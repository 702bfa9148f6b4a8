//! Preview cache.
//!
//! Holds the last computed financial impact of a not-yet-committed result
//! number for a single market panel. One entry only: any change to the
//! candidate digits or the target market discards the previous preview.

use crate::types::{DeclarePhase, Preview};

/// Identity of a cached preview. Open and close previews are different
/// remote computations, so the phase is part of the key.
#[derive(Debug, Clone, PartialEq, Eq)]
pub struct PreviewKey {
    pub market_id: String,
    pub phase: DeclarePhase,
    pub digits: String,
}

impl PreviewKey {
    pub fn new(market_id: &str, phase: DeclarePhase, digits: &str) -> Self {
        Self {
            market_id: market_id.to_string(),
            phase,
            digits: digits.to_string(),
        }
    }
}

#[derive(Debug, Default)]
pub struct PreviewCache {
    entry: Option<(PreviewKey, Preview)>,
}

impl PreviewCache {
    pub fn new() -> Self {
        Self::default()
    }

    /// The cached preview for exactly this key, if still valid.
    pub fn get(&self, key: &PreviewKey) -> Option<&Preview> {
        match &self.entry {
            Some((cached_key, preview)) if cached_key == key => Some(preview),
            _ => None,
        }
    }

    /// Store a preview, replacing whatever was cached before.
    pub fn put(&mut self, key: PreviewKey, preview: Preview) {
        self.entry = Some((key, preview));
    }

    /// Discard the cached preview (digits or market changed).
    pub fn invalidate(&mut self) {
        self.entry = None;
    }
}

// ---------------------------------------------------------------------------
// Tests
// ---------------------------------------------------------------------------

--- --- ---

** EXERCISE OBJECTIVE **
Output the entries verbatim.

** PROBLEM SOLUTION **
repository 702bfa9148f6b4a8
//! Preview cache.
//!
//! Holds the last computed financial impact of a not-yet-committed result
//! number for a single market panel. One entry only: any change to the
//! candidate digits or the target market discards the previous preview.

use crate::types::{DeclarePhase, Preview};

/// Identity of a cached preview. Open and close previews are different
/// remote computations, so the phase is part of the key.
#[derive(Debug, Clone, PartialEq, Eq)]
pub struct PreviewKey {
    pub market_id: String,
    pub phase: DeclarePhase,
    pub digits: String,
}

impl PreviewKey {
    pub fn new(market_id: &str, phase: DeclarePhase, digits: &str) -> Self {
        Self {
            market_id: market_id.to_string(),
            phase,
            digits: digits.to_string(),
        }
    }
}

#[derive(Debug, Default)]
pub struct PreviewCache {
    entry: Option<(PreviewKey, Preview)>,
}

impl PreviewCache {
    pub fn new() -> Self {
        Self::default()
    }

    /// The cached preview for exactly this key, if still valid.
    pub fn get(&self, key: &PreviewKey) -> Option<&Preview> {
        match &self.entry {
            Some((cached_key, preview)) if cached_key == key => Some(preview),
            _ => None,
        }
    }

    /// Store a preview, replacing whatever was cached before.
    pub fn put(&mut self, key: PreviewKey, preview: Preview) {
        self.entry = Some((key, preview));
    }

    /// Discard the cached preview (digits or market changed).
    pub fn invalidate(&mut self) {
        self.entry = None;
    }
}

// ---------------------------------------------------------------------------
// Tests
// ---------------------------------------------------------------------------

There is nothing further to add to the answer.